ACTIVITY: Go through the listing and return every line with "format" in it.

EXERCISE DATA:
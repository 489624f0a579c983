//! Interactive planner session

use std::sync::Arc;

use colored::Colorize;
use eyre::Result;
use rustyline::DefaultEditor;
use rustyline::error::ReadlineError;
use tracing::debug;

use crate::api::PlannerClient;
use crate::config::Config;
use crate::domain::{FormError, TripForm};
use crate::render;
use crate::session::{ChatSession, ResultArea, Settled, TripController};

/// Interactive session: fill the form, read the plan, ask follow-up questions
pub struct PlannerRepl {
    client: Arc<dyn PlannerClient>,
    trips: TripController,
    chat: ChatSession,
    last_form: TripForm,
}

impl PlannerRepl {
    /// Create a new session
    pub fn new(client: Arc<dyn PlannerClient>, config: &Config) -> Self {
        Self {
            client,
            trips: TripController::new(config.form.options()),
            chat: ChatSession::new(config.chat.fallback_message.clone()),
            last_form: TripForm::default(),
        }
    }

    /// Submit a form, showing the loading indicator and then the result
    pub async fn submit(&mut self, form: &TripForm) -> std::result::Result<Settled, FormError> {
        debug!(destination = %form.destination, "PlannerRepl::submit: called");
        self.last_form = form.clone();
        let pending = self.trips.begin(form, &mut self.chat)?;
        render::print_loading();
        let outcome = self.client.plan_trip(&pending.request).await;
        let settled = self.trips.complete(pending, outcome, &mut self.chat);
        render::print_trip(&mut self.trips);
        Ok(settled)
    }

    /// Run the REPL, starting with the given form or a prompted one
    pub async fn run(&mut self, initial_form: Option<TripForm>) -> Result<()> {
        self.print_welcome();

        // Create readline editor for proper line editing
        let mut rl = DefaultEditor::new().map_err(|e| eyre::eyre!("Failed to initialize readline: {}", e))?;

        let submitted = match initial_form {
            Some(form) => match self.submit(&form).await {
                Ok(_) => true,
                Err(e) => {
                    println!("{} {}", "Form error:".red(), e);
                    self.new_trip(&mut rl).await?
                }
            },
            None => self.new_trip(&mut rl).await?,
        };

        if submitted {
            self.chat_loop(&mut rl).await?;
        }

        println!("Goodbye!");
        Ok(())
    }

    /// Run the REPL for a plan that was already submitted through `submit`
    pub async fn run_chat(&mut self) -> Result<()> {
        self.print_welcome();
        let mut rl = DefaultEditor::new().map_err(|e| eyre::eyre!("Failed to initialize readline: {}", e))?;
        self.chat_loop(&mut rl).await?;
        println!("Goodbye!");
        Ok(())
    }

    /// Main REPL loop: questions about the plan plus slash commands
    async fn chat_loop(&mut self, rl: &mut DefaultEditor) -> Result<()> {
        loop {
            let prompt = if self.chat.is_active() {
                format!("{} ", "ask>".bright_green())
            } else {
                format!("{} ", "tp>".bright_green())
            };

            match rl.readline(&prompt) {
                Ok(line) => {
                    let input = line.trim();
                    if input.is_empty() {
                        continue;
                    }

                    // Add to history
                    let _ = rl.add_history_entry(input);

                    // Handle slash commands
                    if input.starts_with('/') {
                        match self.handle_slash_command(input) {
                            SlashResult::Continue => continue,
                            SlashResult::Quit => break,
                            SlashResult::NewTrip => {
                                self.new_trip(rl).await?;
                            }
                        }
                    } else {
                        self.ask(input).await;
                    }
                }
                Err(ReadlineError::Interrupted) => {
                    // Ctrl+C - just show new prompt
                    println!("^C");
                    continue;
                }
                Err(ReadlineError::Eof) => {
                    // Ctrl+D - exit
                    println!();
                    break;
                }
                Err(err) => {
                    return Err(eyre::eyre!("Readline error: {}", err));
                }
            }
        }
        Ok(())
    }

    /// Prompt for a form until it submits; returns false if the user cancelled
    async fn new_trip(&mut self, rl: &mut DefaultEditor) -> Result<bool> {
        loop {
            let Some(form) = prompt_form(rl, &self.last_form)? else {
                debug!("new_trip: form cancelled");
                return Ok(false);
            };

            match self.submit(&form).await {
                Ok(_) => return Ok(true),
                Err(e) => {
                    println!("{} {}", "Form error:".red(), e);
                    self.last_form = form;
                }
            }
        }
    }

    /// Send a follow-up question and print the answer
    async fn ask(&mut self, question: &str) {
        if !self.chat.is_active() {
            println!(
                "{}",
                "No plan is displayed. Use /new to plan a trip first.".yellow()
            );
            return;
        }

        let before = self.chat.transcript().len();
        println!("{}", "Thinking...".dimmed());
        let appended = self.chat.send_message(question, self.client.as_ref()).await;
        debug!(appended, "ask: answer received");

        // Skip the echoed user turn; the user just typed it
        for turn in self.chat.transcript().iter().skip(before + 1) {
            println!();
            render::print_turn(turn);
        }
        println!();
    }

    /// Print welcome message
    fn print_welcome(&self) {
        println!();
        println!("{}", "Trip Planner".bright_cyan().bold());
        println!("Type {} for help, {} to quit", "/help".yellow(), "/quit".yellow());
        println!();
    }

    /// Handle slash commands
    fn handle_slash_command(&mut self, input: &str) -> SlashResult {
        let parts: Vec<&str> = input.split_whitespace().collect();
        let cmd = parts.first().copied().unwrap_or("");

        match cmd {
            "/help" | "/h" => {
                self.print_help();
                SlashResult::Continue
            }
            "/quit" | "/q" | "/exit" => SlashResult::Quit,
            "/new" | "/n" => SlashResult::NewTrip,
            "/plan" | "/p" => {
                match self.trips.result() {
                    ResultArea::Plan { plan, .. } => println!("{}", render::markdown(plan)),
                    ResultArea::Error(error) => println!("{} {}", "Error:".red().bold(), error.red()),
                    ResultArea::Hidden => println!("{}", "No plan displayed.".dimmed()),
                }
                SlashResult::Continue
            }
            "/flights" | "/f" => {
                match self.trips.result() {
                    ResultArea::Plan {
                        flight_details: Some(flights),
                        ..
                    } => render::print_flights(flights),
                    _ => println!("{}", "No flight details for this plan.".dimmed()),
                }
                SlashResult::Continue
            }
            "/history" => {
                self.print_history();
                SlashResult::Continue
            }
            _ => {
                println!("{} Unknown command: {}", "?".yellow(), cmd);
                println!("Type {} for available commands", "/help".yellow());
                SlashResult::Continue
            }
        }
    }

    /// Print help message
    fn print_help(&self) {
        println!();
        println!("{}", "Available Commands:".bright_cyan());
        println!("  {:14} Show this help", "/help".yellow());
        println!("  {:14} Exit", "/quit".yellow());
        println!("  {:14} Plan a new trip (clears the chat)", "/new".yellow());
        println!("  {:14} Show the current plan again", "/plan".yellow());
        println!("  {:14} Show flight details for the plan", "/flights".yellow());
        println!("  {:14} Show the chat transcript", "/history".yellow());
        println!();
        println!("Anything else is sent as a question about the current plan.");
        println!();
    }

    /// Print the chat transcript
    fn print_history(&self) {
        if self.chat.transcript().is_empty() {
            println!("{}", "No chat history.".dimmed());
            return;
        }

        println!();
        for turn in self.chat.transcript() {
            render::print_turn(turn);
            println!();
        }
    }
}

/// Prompt for every form field, pre-filled with the previous answers
///
/// Returns `None` when the user cancels with Ctrl+C or Ctrl+D.
fn prompt_form(rl: &mut DefaultEditor, previous: &TripForm) -> Result<Option<TripForm>> {
    println!("{}", "Plan a trip".bright_cyan().bold());

    let Some(source) = prompt_field(rl, "From", &previous.source)? else {
        return Ok(None);
    };
    let Some(destination) = prompt_field(rl, "To", &previous.destination)? else {
        return Ok(None);
    };
    let Some(start_date) = prompt_field(rl, "Start date (YYYY-MM-DD)", &previous.start_date)? else {
        return Ok(None);
    };
    let Some(end_date) = prompt_field(rl, "End date (YYYY-MM-DD)", &previous.end_date)? else {
        return Ok(None);
    };
    let Some(budget) = prompt_field(rl, "Budget", &previous.budget)? else {
        return Ok(None);
    };
    let Some(travelers) = prompt_field(rl, "Travelers", &previous.travelers)? else {
        return Ok(None);
    };
    let Some(interests) = prompt_field(rl, "Interests (comma separated)", &previous.interests)? else {
        return Ok(None);
    };
    let default_flights = if previous.include_flights { "y" } else { "n" };
    let Some(flights) = prompt_field(rl, "Include flights? (y/n)", default_flights)? else {
        return Ok(None);
    };

    Ok(Some(TripForm {
        source,
        destination,
        start_date,
        end_date,
        budget,
        travelers,
        interests,
        include_flights: is_yes(&flights),
    }))
}

fn prompt_field(rl: &mut DefaultEditor, label: &str, initial: &str) -> Result<Option<String>> {
    match rl.readline_with_initial(&format!("  {}: ", label.yellow()), (initial, "")) {
        Ok(value) => Ok(Some(value)),
        Err(ReadlineError::Interrupted) | Err(ReadlineError::Eof) => {
            println!();
            Ok(None)
        }
        Err(err) => Err(eyre::eyre!("Readline error: {}", err)),
    }
}

fn is_yes(answer: &str) -> bool {
    matches!(answer.trim().to_lowercase().as_str(), "y" | "yes" | "true" | "1")
}

/// Result of handling a slash command
enum SlashResult {
    Continue,
    Quit,
    NewTrip,
}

RESPONSE AREA:
                format!("{} ", "ask>".bright_green())
                format!("{} ", "tp>".bright_green())
    match rl.readline_with_initial(&format!("  {}: ", label.yellow()), (initial, "")) {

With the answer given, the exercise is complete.